Abstract Compact CRISPR/Cas9 systems that can be packaged into an adeno-associated virus show promise for gene therapy. However, the requirement of protospacer adjacent motifs (PAMs) restricts the target scope. To expand this repertoire, we revisited and optimized a small Cas9 orthologue derived from Streptococcus pasteurianus for efficient genome editing in vivo. We found that SpaCas9 enables potent targeting of 5'-NNGYRA-3' PAMs, which are distinct from those recognized by currently used small Cas9s; the Spa-CBE and Spa-ABE systems efficiently generated robust C-to-T and A-to-G conversions both in vitro and in vivo.
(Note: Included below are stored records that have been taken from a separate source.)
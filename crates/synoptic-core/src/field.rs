use serde::{Deserialize, Serialize};
use thiserror::Error;
use ts_rs::TS;

use crate::error::CoreError;
use crate::value::Value;
use crate::visibility::{Condition, VisibilityRule};

/// The widget kind a host renders for a field.
#[derive(Debug, Clone, Copy, PartialEq, Eq, Serialize, Deserialize, TS)]
#[serde(rename_all = "snake_case")]
#[ts(export)]
pub enum FieldKind {
    /// Single-line free text.
    Text,
    /// Numeric input, optionally bounded by a [`NumericRange`].
    Number,
    /// Calendar date.
    Date,
    /// Exactly one of `options`.
    SingleSelect,
    /// One boolean member of a "select all that apply" group.
    MultiSelectCheckbox,
    /// Multi-line free text.
    TextArea,
}

/// Defines the valid range for a numeric field.
#[derive(Debug, Clone, Copy, PartialEq, Serialize, Deserialize, TS)]
#[ts(export)]
pub struct NumericRange {
    pub min: f64,
    pub max: Option<f64>,
    pub step: Option<f64>,
}

impl NumericRange {
    /// Whole numbers from `min` upward.
    pub const fn count(min: f64, max: Option<f64>) -> Self {
        Self {
            min,
            max,
            step: Some(1.0),
        }
    }

    /// Any non-negative measurement (sizes, distances, weights).
    pub const fn measurement() -> Self {
        Self {
            min: 0.0,
            max: None,
            step: None,
        }
    }

    pub const fn percentage() -> Self {
        Self {
            min: 0.0,
            max: Some(100.0),
            step: None,
        }
    }

    pub fn contains(&self, value: f64) -> bool {
        if !value.is_finite() || value < self.min {
            return false;
        }
        if let Some(max) = self.max
            && value > max
        {
            return false;
        }
        if let Some(step) = self.step {
            let offset = value - self.min;
            let remainder = offset % step;
            // Allow floating point tolerance
            remainder < 1e-9 || (step - remainder) < 1e-9
        } else {
            true
        }
    }
}

/// Static declarative description of one question on a checklist.
#[derive(Debug, Clone, PartialEq, Serialize, Deserialize, TS)]
#[ts(export)]
pub struct FieldSchema {
    /// Unique within a form.
    pub key: String,
    pub label: String,
    pub kind: FieldKind,
    /// Ordered choices for [`FieldKind::SingleSelect`].
    #[serde(default, skip_serializing_if = "Vec::is_empty")]
    pub options: Vec<String>,
    #[serde(default, skip_serializing_if = "Option::is_none")]
    pub range: Option<NumericRange>,
    #[serde(default, skip_serializing_if = "Option::is_none")]
    pub default: Option<Value>,
    #[serde(default, skip_serializing_if = "VisibilityRule::is_always")]
    pub visible_when: VisibilityRule,
}

impl FieldSchema {
    fn new(key: &str, label: &str, kind: FieldKind) -> Self {
        Self {
            key: key.to_string(),
            label: label.to_string(),
            kind,
            options: Vec::new(),
            range: None,
            default: None,
            visible_when: VisibilityRule::always(),
        }
    }

    pub fn text(key: &str, label: &str) -> Self {
        Self::new(key, label, FieldKind::Text)
    }

    pub fn textarea(key: &str, label: &str) -> Self {
        Self::new(key, label, FieldKind::TextArea)
    }

    pub fn number(key: &str, label: &str, range: NumericRange) -> Self {
        Self::new(key, label, FieldKind::Number).with_range(range)
    }

    pub fn date(key: &str, label: &str) -> Self {
        Self::new(key, label, FieldKind::Date)
    }

    pub fn select(key: &str, label: &str, options: &[&str]) -> Self {
        let mut field = Self::new(key, label, FieldKind::SingleSelect);
        field.options = options.iter().map(|o| o.to_string()).collect();
        field
    }

    pub fn checkbox(key: &str, label: &str) -> Self {
        Self::new(key, label, FieldKind::MultiSelectCheckbox)
    }

    /// Add a condition to this field's visibility rule.
    pub fn visible_when(mut self, condition: Condition) -> Self {
        self.visible_when = self.visible_when.and(condition);
        self
    }

    pub fn with_default(mut self, value: impl Into<Value>) -> Self {
        self.default = Some(value.into());
        self
    }

    pub fn with_range(mut self, range: NumericRange) -> Self {
        self.range = Some(range);
        self
    }

    /// Entry-time validation of a value a host wants to store.
    ///
    /// Blank text is always accepted for text-like, select and date fields;
    /// it simply counts as unanswered. Date fields also take ISO `YYYY-MM-DD`
    /// text, which is how a date arrives from a JSON host.
    pub fn check(&self, value: &Value) -> Result<(), CoreError> {
        match (self.kind, value) {
            (FieldKind::Text | FieldKind::TextArea, Value::Text(_)) => Ok(()),
            (FieldKind::SingleSelect, Value::Text(text)) => {
                if text.trim().is_empty() || self.options.iter().any(|o| o == text) {
                    Ok(())
                } else {
                    Err(CoreError::InvalidOption {
                        key: self.key.clone(),
                        value: text.clone(),
                    })
                }
            }
            (FieldKind::Number, Value::Number(n)) => match self.range {
                Some(range) if !range.contains(*n) => Err(ValidationError {
                    key: self.key.clone(),
                    value: *n,
                    expected_range: range,
                    message: format!(
                        "{} {} is outside range [{}, {}]",
                        self.label,
                        value,
                        range.min,
                        range
                            .max
                            .map(|m| m.to_string())
                            .unwrap_or_else(|| "∞".to_string()),
                    ),
                }
                .into()),
                _ => Ok(()),
            },
            (FieldKind::Date, Value::Date(_)) => Ok(()),
            (FieldKind::Date, Value::Text(text))
                if text.trim().is_empty() || value.as_date().is_some() =>
            {
                Ok(())
            }
            (FieldKind::MultiSelectCheckbox, Value::Bool(_)) => Ok(()),
            (expected, _) => Err(CoreError::KindMismatch {
                key: self.key.clone(),
                expected,
            }),
        }
    }
}

#[derive(Debug, Clone, PartialEq, Serialize, Deserialize, TS, Error)]
#[ts(export)]
#[error("{message}")]
pub struct ValidationError {
    pub key: String,
    pub value: f64,
    pub expected_range: NumericRange,
    pub message: String,
}
use jiff::Timestamp;
use serde::{Deserialize, Serialize};
use tracing::info;
use ts_rs::TS;
use uuid::Uuid;

use crate::answers::AnswerStore;
use crate::error::CoreError;
use crate::form::FormSchema;
use crate::value::Value;

#[derive(Debug, Clone, Copy, PartialEq, Eq, Serialize, Deserialize, TS)]
#[serde(rename_all = "snake_case")]
#[ts(export)]
pub enum SessionState {
    Editing,
    ReportGenerated,
}

/// One user editing one case on one checklist.
#[derive(Debug, Clone, Serialize, Deserialize, TS)]
#[ts(export)]
pub struct Session {
    pub id: Uuid,
    pub form_id: String,
    pub state: SessionState,
    pub answers: AnswerStore,
    pub created_at: Timestamp,
    pub generated_at: Option<Timestamp>,
}

impl Session {
    pub fn new(schema: &FormSchema) -> Self {
        Self {
            id: Uuid::new_v4(),
            form_id: schema.id.clone(),
            state: SessionState::Editing,
            answers: AnswerStore::new(&schema.id),
            created_at: Timestamp::now(),
            generated_at: None,
        }
    }

    /// Validate and store one answer, returning the value it replaced.
    pub fn set_answer(
        &mut self,
        schema: &FormSchema,
        key: &str,
        value: impl Into<Value>,
    ) -> Result<Option<Value>, CoreError> {
        if schema.id != self.form_id {
            return Err(CoreError::FormMismatch {
                expected: self.form_id.clone(),
                found: schema.id.clone(),
            });
        }
        let field = schema.field(key).ok_or_else(|| CoreError::UnknownField {
            form_id: schema.id.clone(),
            key: key.to_string(),
        })?;

        let value = value.into();
        field.check(&value)?;
        Ok(self.answers.set(key, value))
    }

    pub fn clear_answer(&mut self, key: &str) -> Option<Value> {
        self.answers.remove(key)
    }

    /// Record that a report was produced. Generating again is allowed and
    /// simply re-assembles from the current answers.
    pub fn mark_report_generated(&mut self) {
        self.state = SessionState::ReportGenerated;
        self.generated_at = Some(Timestamp::now());
    }

    /// Discard all answers and begin a fresh case on the same checklist.
    pub fn start_new_case(&mut self) {
        info!(session_id = %self.id, form_id = %self.form_id, "starting new case");
        self.id = Uuid::new_v4();
        self.state = SessionState::Editing;
        self.answers.clear();
        self.created_at = Timestamp::now();
        self.generated_at = None;
    }
}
In addition, by exploiting natural variation in the PAM-interacting domain, we engineered three SpaCas9 variants to further expand the targeting scope of compact Cas9 systems. Moreover, mutant mice with efficient disruption of the Tyr gene were successfully generated by microinjection of SpaCas9 mRNA and the corresponding sgRNA into zygotes. Notably, all-in-one AAV delivery of SpaCas9 targeting the Pcsk9 gene in adult mouse liver produced efficient genome editing events and reduced its serum cholesterol. Thus, with distinct PAMs and a small size, SpaCas9 will broaden the CRISPR/Cas9 toolsets for efficient gene modifications and therapeutic applications.